Change in Accounting
Principles – Goodwill and Vendor Allowances
The adoption of SFAS No. 142 related to goodwill described above has
been accounted for as a cumulative effect of a change in accounting
principle and applied cumulatively as if the change had occurred at
March 3, 2002, the beginning of fiscal 2003.
In September 2002, the Emerging Issues Task Force (EITF) released
Issue No. 02-16, Accounting by a Reseller for Cash Consideration
Received from a Vendor, with final consensus reached in March
2003. EITF No. 02-16 establishes the accounting standards for
recording vendor allowances in a retailer’s income statement.
During fiscal 2003, we changed our
method of accounting for vendor allowances in accordance with EITF No.
02-16. Based on the new standard, vendor allowances are considered a
reduction in the price of a vendor’s products or services and recorded
as a component of cost of goods sold when the related product or
service is sold, unless the allowance represents a reimbursement of a
specific, incremental and identifiable cost incurred to sell a
vendor’s products or services. We continue to record vendor allowances
that represent a reimbursement of a specific, incremental and
identifiable cost incurred to sell a vendor’s products or services as
a reduction of the related cost in our statement of earnings.

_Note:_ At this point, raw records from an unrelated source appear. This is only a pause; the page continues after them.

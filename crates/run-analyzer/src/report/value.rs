//! Dynamically-typed report tree.
//!
//! Maps keep insertion order so the JSON output lists sections, years and
//! weekdays in the order they were computed.

use serde::ser::{SerializeMap, SerializeSeq};
use serde::{Serialize, Serializer};

#[derive(Debug, Clone, PartialEq)]
pub enum Value {
    Null,
    Bool(bool),
    Int(i64),
    Float(f64),
    Text(String),
    Seq(Vec<Value>),
    Map(Vec<(String, Value)>),
}

impl Value {
    /// Build a map from key/value pairs.
    pub fn map<K, V, I>(entries: I) -> Self
    where
        K: Into<String>,
        V: Into<Value>,
        I: IntoIterator<Item = (K, V)>,
    {
        Value::Map(
            entries
                .into_iter()
                .map(|(k, v)| (k.into(), v.into()))
                .collect(),
        )
    }

    /// Look up a key of a map value.
    pub fn get(&self, key: &str) -> Option<&Value> {
        match self {
            Value::Map(entries) => entries.iter().find(|(k, _)| k == key).map(|(_, v)| v),
            _ => None,
        }
    }

    pub fn as_f64(&self) -> Option<f64> {
        match self {
            Value::Int(i) => Some(*i as f64),
            Value::Float(f) => Some(*f),
            _ => None,
        }
    }

    pub fn as_i64(&self) -> Option<i64> {
        match self {
            Value::Int(i) => Some(*i),
            _ => None,
        }
    }

    pub fn as_str(&self) -> Option<&str> {
        match self {
            Value::Text(s) => Some(s),
            _ => None,
        }
    }

    pub fn as_seq(&self) -> Option<&[Value]> {
        match self {
            Value::Seq(items) => Some(items),
            _ => None,
        }
    }

    /// Keys of a map value, in order.
    pub fn keys(&self) -> Vec<&str> {
        match self {
            Value::Map(entries) => entries.iter().map(|(k, _)| k.as_str()).collect(),
            _ => Vec::new(),
        }
    }
}

impl Serialize for Value {
    fn serialize<S>(&self, serializer: S) -> std::result::Result<S::Ok, S::Error>
    where
        S: Serializer,
    {
        match self {
            Value::Null => serializer.serialize_unit(),
            Value::Bool(b) => serializer.serialize_bool(*b),
            Value::Int(i) => serializer.serialize_i64(*i),
            Value::Float(f) => serializer.serialize_f64(*f),
            Value::Text(s) => serializer.serialize_str(s),
            Value::Seq(items) => {
                let mut seq = serializer.serialize_seq(Some(items.len()))?;
                for item in items {
                    seq.serialize_element(item)?;
                }
                seq.end()
            }
            Value::Map(entries) => {
                let mut map = serializer.serialize_map(Some(entries.len()))?;
                for (k, v) in entries {
                    map.serialize_entry(k, v)?;
                }
                map.end()
            }
        }
    }
}

impl From<bool> for Value {
    fn from(b: bool) -> Self {
        Value::Bool(b)
    }
}

impl From<i64> for Value {
    fn from(i: i64) -> Self {
        Value::Int(i)
    }
}

impl From<i32> for Value {
    fn from(i: i32) -> Self {
        Value::Int(i64::from(i))
    }
}

impl From<u64> for Value {
    fn from(u: u64) -> Self {
        i64::try_from(u).map_or(Value::Float(u as f64), Value::Int)
    }
}

impl From<usize> for Value {
    fn from(u: usize) -> Self {
        i64::try_from(u).map_or(Value::Float(u as f64), Value::Int)
    }
}

impl From<f64> for Value {
    fn from(f: f64) -> Self {
        Value::Float(f)
    }
}

/// Unknown numbers become NaN, which the sanitizer later turns into `0`.
impl From<Option<f64>> for Value {
    fn from(f: Option<f64>) -> Self {
        Value::Float(f.unwrap_or(f64::NAN))
    }
}

impl From<&str> for Value {
    fn from(s: &str) -> Self {
        Value::Text(s.to_string())
    }
}

impl From<String> for Value {
    fn from(s: String) -> Self {
        Value::Text(s)
    }
}

impl From<Option<String>> for Value {
    fn from(s: Option<String>) -> Self {
        s.map_or(Value::Null, Value::Text)
    }
}

impl<T: Into<Value>> From<Vec<T>> for Value {
    fn from(items: Vec<T>) -> Self {
        Value::Seq(items.into_iter().map(Into::into).collect())
    }
}

#[cfg(test)]
mod tests {
    use super::*;

    #[test]
    fn test_map_keeps_insertion_order() {
        let value = Value::map([("b", 1i64), ("a", 2i64)]);
        assert_eq!(value.keys(), vec!["b", "a"]);
        assert_eq!(serde_json::to_string(&value).unwrap(), r#"{"b":1,"a":2}"#);
    }

    #[test]
    fn test_unknown_number_is_nan() {
        let value = Value::from(None::<f64>);
        assert!(value.as_f64().unwrap().is_nan());
    }

    #[test]
    fn test_unknown_text_is_null() {
        assert_eq!(Value::from(None::<String>), Value::Null);
    }

    #[test]
    fn test_nested_serialization() {
        let value = Value::map([
            ("counts", Value::from(vec![1u64, 2])),
            ("label", Value::from("Distance")),
            ("missing", Value::Null),
        ]);
        assert_eq!(
            serde_json::to_string(&value).unwrap(),
            r#"{"counts":[1,2],"label":"Distance","missing":null}"#
        );
    }
}
//! CLI entry point for the running-activity analyzer.

use anyhow::{Context, Result, anyhow};
use clap::Parser;
use run_analyzer::{AnalysisConfig, Analyzer};
use std::path::PathBuf;
use tracing::{error, info};

#[derive(Parser, Debug)]
#[command(
    version,
    about = "Summary statistics, trends and best efforts from a running-activity CSV export",
    long_about = "Reads a Garmin Connect style activity export and prints a JSON report with \
                  descriptive statistics, weekday paces, totals, yearly statistics, \
                  histograms, moving averages and best performances.\n\n\
                  EXAMPLES:\n  \
                  run-analyzer -i Activities.csv --pretty\n\n  \
                  # Custom columns and target distances\n  \
                  run-analyzer -i Activities.csv -c analysis.json -o report.json"
)]
struct Args {
    /// Path to the CSV export to analyze
    #[arg(short, long)]
    input: PathBuf,

    /// JSON configuration file
    ///
    /// Any subset of the configuration keys; omitted keys take defaults
    #[arg(short, long)]
    config: Option<PathBuf>,

    /// Write the JSON report to this file instead of stdout
    #[arg(short, long)]
    output: Option<PathBuf>,

    /// Pretty-print the JSON report
    #[arg(long)]
    pretty: bool,

    /// Log level (trace, debug, info, warn, error)
    #[arg(short, long, default_value = "info")]
    log_level: String,

    /// Only log warnings and errors
    #[arg(short, long)]
    quiet: bool,
}

/// Initialize the tracing subscriber for logging.
///
/// Logs go to stderr so stdout carries only the report.
fn init_logging(level: &str, quiet: bool) {
    use tracing_subscriber::EnvFilter;

    let effective_level = if quiet { "warn" } else { level };

    let filter =
        EnvFilter::try_from_default_env().unwrap_or_else(|_| EnvFilter::new(effective_level));

    tracing_subscriber::fmt()
        .with_env_filter(filter)
        .with_target(false)
        .with_writer(std::io::stderr)
        .init();
}

fn load_config(path: Option<&PathBuf>) -> Result<AnalysisConfig> {
    let Some(path) = path else {
        return Ok(AnalysisConfig::default());
    };
    let json = std::fs::read_to_string(path)
        .with_context(|| format!("Failed to read config file {}", path.display()))?;
    let config = AnalysisConfig::from_json(&json)
        .map_err(|e| anyhow!("Invalid config file {}: {}", path.display(), e))?;
    info!("Loaded configuration from {}", path.display());
    Ok(config)
}

fn run(args: &Args) -> Result<()> {
    if !args.input.exists() {
        return Err(anyhow!("Input file not found: {}", args.input.display()));
    }

    let config = load_config(args.config.as_ref())?;
    let analyzer = Analyzer::new(config)?;

    info!("Analyzing {}", args.input.display());
    let report = analyzer.analyze_file(&args.input)?;

    let json = if args.pretty {
        report.to_json_pretty()?
    } else {
        report.to_json()?
    };

    match &args.output {
        Some(path) => {
            std::fs::write(path, json)
                .with_context(|| format!("Failed to write report to {}", path.display()))?;
            info!("Report written to {}", path.display());
        }
        None => println!("{json}"),
    }
    Ok(())
}

fn main() -> Result<()> {
    let args = Args::parse();
    init_logging(&args.log_level, args.quiet);

    if let Err(e) = run(&args) {
        error!("{:#}", e);
        return Err(e);
    }
    Ok(())
}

Previously, and in accordance with generally accepted accounting
principles (GAAP), we had recognized and classified a majority of
vendor allowances as a reduction of advertising costs in SG&A. The
cumulative effect of the change in method of accounting for vendor
allowances resulted in an after-tax, non-cash charge to net earnings
of $50, of which $8 was associated with Musicland. The effect of the
change on the fiscal year ended March 1, 2003, was a decrease in net
earnings from continuing operations of $1. As described in note
2, we
have classified the results of operations of our Musicland subsidiary
as discontinued operations, including the related cumulative effect of
the change in accounting principle.
Reclassifications
Certain previous year amounts have been reclassified to conform to the
current-year presentation. This included classifying the results of
operations of Musicland as discontinued operations (see note
2). These
reclassifications had no impact on net earnings, financial position or
cash flows.
Pending Accounting Standards
In January 2003, the FASB issued Interpretation No. 46, Consolidation
of Variable Interest Entities (FIN No. 46), which requires the
consolidation of variable interest entities. FIN No. 46 is applicable
to financial statements to be issued by us beginning with the second
quarter of fiscal 2004. However, disclosures are required currently if
we expect to consolidate any variable interest entities. At this time
we do not believe that any variable interest entities will be included
in our consolidated financial statements as a result of adopting FIN
No. 46.
2. Discontinued Operations
During the fourth quarter of fiscal 2003, we committed to a plan to
sell our interest in Musicland. In accordance with SFAS No. 144, we
have classified the results of operations of Musicland in discontinued
operations. The net assets associated with Musicland are currently
considered “held-for-sale.”
During fiscal 2003, we recorded an after-tax, non-cash impairment
charge of $308 for the full write-off of goodwill related to our
acquisition of Musicland. In addition, we recorded an after-tax,
non-cash charge of $8 for the change in our method of accounting for
vendor allowances. The charges are classified as cumulative effects of
changes in accounting principles in discontinued operations (see note
1).
During the fourth quarter of fiscal 2003, in accordance with SFAS No.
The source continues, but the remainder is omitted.